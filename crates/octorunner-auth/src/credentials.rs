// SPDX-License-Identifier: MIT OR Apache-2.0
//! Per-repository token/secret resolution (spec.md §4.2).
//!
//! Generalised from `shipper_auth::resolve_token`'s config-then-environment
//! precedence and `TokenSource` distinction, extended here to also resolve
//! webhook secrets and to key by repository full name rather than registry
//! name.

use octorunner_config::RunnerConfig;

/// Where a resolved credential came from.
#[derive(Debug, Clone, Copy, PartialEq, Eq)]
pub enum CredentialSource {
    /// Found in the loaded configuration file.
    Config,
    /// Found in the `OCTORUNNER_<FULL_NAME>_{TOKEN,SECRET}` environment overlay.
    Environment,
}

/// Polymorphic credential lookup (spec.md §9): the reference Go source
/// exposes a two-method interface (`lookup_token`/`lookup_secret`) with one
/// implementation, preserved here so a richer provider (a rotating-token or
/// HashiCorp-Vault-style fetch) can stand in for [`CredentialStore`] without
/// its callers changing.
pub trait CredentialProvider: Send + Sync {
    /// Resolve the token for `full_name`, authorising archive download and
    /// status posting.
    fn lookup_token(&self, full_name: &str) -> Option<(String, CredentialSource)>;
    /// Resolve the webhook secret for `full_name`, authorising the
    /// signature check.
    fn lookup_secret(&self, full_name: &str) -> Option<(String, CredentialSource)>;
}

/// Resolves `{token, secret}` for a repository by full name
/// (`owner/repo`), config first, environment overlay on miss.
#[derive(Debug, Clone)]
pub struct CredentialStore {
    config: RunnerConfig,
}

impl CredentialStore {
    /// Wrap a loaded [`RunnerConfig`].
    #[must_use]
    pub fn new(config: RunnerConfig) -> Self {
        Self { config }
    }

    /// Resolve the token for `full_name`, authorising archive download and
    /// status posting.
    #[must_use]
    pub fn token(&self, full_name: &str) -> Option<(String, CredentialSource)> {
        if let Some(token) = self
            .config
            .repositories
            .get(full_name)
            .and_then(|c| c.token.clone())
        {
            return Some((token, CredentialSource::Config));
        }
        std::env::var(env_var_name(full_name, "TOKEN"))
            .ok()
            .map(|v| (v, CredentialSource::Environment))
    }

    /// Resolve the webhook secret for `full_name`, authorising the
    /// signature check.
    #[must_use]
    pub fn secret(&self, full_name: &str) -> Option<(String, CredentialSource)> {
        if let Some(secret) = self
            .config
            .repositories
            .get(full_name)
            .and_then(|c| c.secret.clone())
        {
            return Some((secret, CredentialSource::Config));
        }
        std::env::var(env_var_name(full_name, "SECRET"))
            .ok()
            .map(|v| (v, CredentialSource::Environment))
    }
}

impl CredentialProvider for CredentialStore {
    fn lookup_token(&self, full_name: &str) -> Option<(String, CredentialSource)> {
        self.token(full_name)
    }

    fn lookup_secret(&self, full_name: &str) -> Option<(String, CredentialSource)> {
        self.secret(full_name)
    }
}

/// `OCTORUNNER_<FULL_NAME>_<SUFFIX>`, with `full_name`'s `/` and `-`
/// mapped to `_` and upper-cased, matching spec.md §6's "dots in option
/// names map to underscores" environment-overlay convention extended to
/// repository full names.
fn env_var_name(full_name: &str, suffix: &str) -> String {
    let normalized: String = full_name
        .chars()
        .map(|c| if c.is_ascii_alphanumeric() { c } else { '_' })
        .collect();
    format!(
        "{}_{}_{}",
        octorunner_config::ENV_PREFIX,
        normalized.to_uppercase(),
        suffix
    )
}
...
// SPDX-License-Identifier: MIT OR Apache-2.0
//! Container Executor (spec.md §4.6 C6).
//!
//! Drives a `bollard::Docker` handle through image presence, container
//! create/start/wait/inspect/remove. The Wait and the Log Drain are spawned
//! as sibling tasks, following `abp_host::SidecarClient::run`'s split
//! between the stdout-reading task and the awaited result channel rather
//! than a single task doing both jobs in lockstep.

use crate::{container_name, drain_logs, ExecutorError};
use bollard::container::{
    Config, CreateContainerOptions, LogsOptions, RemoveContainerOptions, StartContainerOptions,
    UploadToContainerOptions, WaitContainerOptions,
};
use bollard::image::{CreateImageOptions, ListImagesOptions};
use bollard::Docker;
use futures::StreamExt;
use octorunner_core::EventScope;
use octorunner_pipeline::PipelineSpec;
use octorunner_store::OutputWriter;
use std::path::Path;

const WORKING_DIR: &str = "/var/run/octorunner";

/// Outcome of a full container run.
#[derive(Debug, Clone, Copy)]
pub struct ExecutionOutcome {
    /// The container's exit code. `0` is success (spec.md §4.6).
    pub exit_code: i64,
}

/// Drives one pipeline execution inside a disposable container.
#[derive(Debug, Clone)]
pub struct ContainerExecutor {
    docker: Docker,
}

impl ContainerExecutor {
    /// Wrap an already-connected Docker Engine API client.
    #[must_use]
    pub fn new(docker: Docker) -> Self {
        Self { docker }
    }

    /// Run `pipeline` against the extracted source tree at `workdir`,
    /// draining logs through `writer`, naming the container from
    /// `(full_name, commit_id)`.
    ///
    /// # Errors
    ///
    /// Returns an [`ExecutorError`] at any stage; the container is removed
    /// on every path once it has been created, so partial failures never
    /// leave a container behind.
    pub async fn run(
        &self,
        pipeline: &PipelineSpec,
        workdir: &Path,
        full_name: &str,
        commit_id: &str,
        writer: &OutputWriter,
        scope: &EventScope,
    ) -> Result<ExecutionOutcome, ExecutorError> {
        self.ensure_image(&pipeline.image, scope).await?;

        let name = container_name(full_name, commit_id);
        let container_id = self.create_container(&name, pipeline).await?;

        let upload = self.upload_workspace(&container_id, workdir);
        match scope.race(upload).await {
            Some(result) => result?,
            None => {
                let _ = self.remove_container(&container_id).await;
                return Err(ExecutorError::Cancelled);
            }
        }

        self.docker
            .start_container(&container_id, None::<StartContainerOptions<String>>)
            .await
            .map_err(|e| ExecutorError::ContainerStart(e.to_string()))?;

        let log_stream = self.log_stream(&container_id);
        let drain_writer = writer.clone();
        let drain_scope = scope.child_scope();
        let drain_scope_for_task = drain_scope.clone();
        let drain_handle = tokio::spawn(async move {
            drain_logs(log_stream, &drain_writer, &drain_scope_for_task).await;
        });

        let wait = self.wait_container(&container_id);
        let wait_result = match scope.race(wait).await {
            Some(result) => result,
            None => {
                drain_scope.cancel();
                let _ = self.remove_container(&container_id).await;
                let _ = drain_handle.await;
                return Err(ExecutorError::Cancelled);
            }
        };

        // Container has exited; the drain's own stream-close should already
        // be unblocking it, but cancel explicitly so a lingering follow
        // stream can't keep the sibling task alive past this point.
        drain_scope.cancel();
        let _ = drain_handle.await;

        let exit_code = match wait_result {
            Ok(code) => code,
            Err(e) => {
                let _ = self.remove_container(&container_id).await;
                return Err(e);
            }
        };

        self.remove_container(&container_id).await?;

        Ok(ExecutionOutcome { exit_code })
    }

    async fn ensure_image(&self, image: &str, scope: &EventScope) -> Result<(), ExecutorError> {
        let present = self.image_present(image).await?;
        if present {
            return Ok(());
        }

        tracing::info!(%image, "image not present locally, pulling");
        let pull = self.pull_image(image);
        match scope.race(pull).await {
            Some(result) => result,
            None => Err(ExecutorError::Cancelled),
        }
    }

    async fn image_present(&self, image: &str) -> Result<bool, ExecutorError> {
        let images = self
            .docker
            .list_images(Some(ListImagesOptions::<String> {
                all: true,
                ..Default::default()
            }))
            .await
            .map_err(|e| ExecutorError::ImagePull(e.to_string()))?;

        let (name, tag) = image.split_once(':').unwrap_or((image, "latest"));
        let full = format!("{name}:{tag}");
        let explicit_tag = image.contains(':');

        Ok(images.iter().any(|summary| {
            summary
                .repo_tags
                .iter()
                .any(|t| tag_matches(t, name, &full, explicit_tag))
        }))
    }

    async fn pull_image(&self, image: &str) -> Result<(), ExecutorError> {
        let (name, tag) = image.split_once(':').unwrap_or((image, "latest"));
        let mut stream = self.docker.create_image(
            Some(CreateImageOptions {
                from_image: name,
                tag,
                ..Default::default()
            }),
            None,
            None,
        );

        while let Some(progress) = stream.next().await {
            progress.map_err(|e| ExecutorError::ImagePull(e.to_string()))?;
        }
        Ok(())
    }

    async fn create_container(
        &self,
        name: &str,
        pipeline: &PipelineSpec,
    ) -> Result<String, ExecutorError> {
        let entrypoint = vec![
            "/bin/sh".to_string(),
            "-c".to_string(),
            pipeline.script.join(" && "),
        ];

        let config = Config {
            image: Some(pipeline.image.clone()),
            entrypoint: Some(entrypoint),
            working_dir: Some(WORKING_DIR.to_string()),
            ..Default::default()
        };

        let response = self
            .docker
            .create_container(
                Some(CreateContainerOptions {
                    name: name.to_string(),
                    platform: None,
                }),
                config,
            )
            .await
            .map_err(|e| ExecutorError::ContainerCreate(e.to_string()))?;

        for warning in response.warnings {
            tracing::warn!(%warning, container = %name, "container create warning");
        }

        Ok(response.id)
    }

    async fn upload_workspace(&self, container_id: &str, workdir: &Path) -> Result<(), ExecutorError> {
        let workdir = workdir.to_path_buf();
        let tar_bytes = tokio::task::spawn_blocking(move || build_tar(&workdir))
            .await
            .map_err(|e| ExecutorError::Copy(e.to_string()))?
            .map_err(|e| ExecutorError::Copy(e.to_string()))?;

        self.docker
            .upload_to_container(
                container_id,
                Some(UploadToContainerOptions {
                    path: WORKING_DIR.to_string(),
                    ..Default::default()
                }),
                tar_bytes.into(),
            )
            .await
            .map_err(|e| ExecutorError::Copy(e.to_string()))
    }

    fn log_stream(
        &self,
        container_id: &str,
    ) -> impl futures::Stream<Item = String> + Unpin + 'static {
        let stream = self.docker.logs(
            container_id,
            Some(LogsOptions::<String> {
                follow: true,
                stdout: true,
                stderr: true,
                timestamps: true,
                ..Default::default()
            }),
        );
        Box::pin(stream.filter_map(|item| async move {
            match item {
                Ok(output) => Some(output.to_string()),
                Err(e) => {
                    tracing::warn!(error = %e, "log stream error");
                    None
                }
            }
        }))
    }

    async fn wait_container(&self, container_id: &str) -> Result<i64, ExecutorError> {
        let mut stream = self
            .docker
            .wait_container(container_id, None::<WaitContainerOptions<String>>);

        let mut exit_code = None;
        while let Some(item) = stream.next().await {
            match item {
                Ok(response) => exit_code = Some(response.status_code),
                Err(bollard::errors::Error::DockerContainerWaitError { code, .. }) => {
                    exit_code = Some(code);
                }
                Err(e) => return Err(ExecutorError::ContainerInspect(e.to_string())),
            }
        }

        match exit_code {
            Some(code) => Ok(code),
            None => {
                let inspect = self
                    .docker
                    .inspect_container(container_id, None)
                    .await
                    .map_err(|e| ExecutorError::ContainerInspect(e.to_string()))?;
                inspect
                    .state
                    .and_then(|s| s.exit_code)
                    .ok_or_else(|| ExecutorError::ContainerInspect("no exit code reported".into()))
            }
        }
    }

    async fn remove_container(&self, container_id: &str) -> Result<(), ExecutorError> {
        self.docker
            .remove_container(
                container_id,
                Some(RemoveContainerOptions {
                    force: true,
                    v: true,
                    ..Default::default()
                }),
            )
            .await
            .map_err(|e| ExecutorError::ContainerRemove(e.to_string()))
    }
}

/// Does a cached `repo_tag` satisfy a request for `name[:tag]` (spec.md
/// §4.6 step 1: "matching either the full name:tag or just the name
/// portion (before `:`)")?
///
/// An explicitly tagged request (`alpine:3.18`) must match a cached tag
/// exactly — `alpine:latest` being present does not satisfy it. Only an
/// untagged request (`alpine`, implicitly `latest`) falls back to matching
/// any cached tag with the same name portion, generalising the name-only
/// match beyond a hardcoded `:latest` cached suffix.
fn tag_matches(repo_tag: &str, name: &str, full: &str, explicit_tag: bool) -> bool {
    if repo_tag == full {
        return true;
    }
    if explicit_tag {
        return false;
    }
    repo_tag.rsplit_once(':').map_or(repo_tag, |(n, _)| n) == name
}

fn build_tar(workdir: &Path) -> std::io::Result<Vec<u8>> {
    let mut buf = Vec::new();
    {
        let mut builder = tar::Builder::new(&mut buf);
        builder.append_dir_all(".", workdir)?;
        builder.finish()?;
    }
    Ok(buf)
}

◆ PROBLEM DETAILS: Only one stretch of the records above is wanted: the lines between the one holding "success (spec.md §4.6)." and the one holding "let wait = self.wait_container(&container_id);", inclusive, reproduced exactly.

◆ COMPLETED EXERCISE:
    /// The container's exit code. `0` is success (spec.md §4.6).
    pub exit_code: i64,
}

/// Drives one pipeline execution inside a disposable container.
#[derive(Debug, Clone)]
pub struct ContainerExecutor {
    docker: Docker,
}

impl ContainerExecutor {
    /// Wrap an already-connected Docker Engine API client.
    #[must_use]
    pub fn new(docker: Docker) -> Self {
        Self { docker }
    }

    /// Run `pipeline` against the extracted source tree at `workdir`,
    /// draining logs through `writer`, naming the container from
    /// `(full_name, commit_id)`.
    ///
    /// # Errors
    ///
    /// Returns an [`ExecutorError`] at any stage; the container is removed
    /// on every path once it has been created, so partial failures never
    /// leave a container behind.
    pub async fn run(
        &self,
        pipeline: &PipelineSpec,
        workdir: &Path,
        full_name: &str,
        commit_id: &str,
        writer: &OutputWriter,
        scope: &EventScope,
    ) -> Result<ExecutionOutcome, ExecutorError> {
        self.ensure_image(&pipeline.image, scope).await?;

        let name = container_name(full_name, commit_id);
        let container_id = self.create_container(&name, pipeline).await?;

        let upload = self.upload_workspace(&container_id, workdir);
        match scope.race(upload).await {
            Some(result) => result?,
            None => {
                let _ = self.remove_container(&container_id).await;
                return Err(ExecutorError::Cancelled);
            }
        }

        self.docker
            .start_container(&container_id, None::<StartContainerOptions<String>>)
            .await
            .map_err(|e| ExecutorError::ContainerStart(e.to_string()))?;

        let log_stream = self.log_stream(&container_id);
        let drain_writer = writer.clone();
        let drain_scope = scope.child_scope();
        let drain_scope_for_task = drain_scope.clone();
        let drain_handle = tokio::spawn(async move {
            drain_logs(log_stream, &drain_writer, &drain_scope_for_task).await;
        });

        let wait = self.wait_container(&container_id);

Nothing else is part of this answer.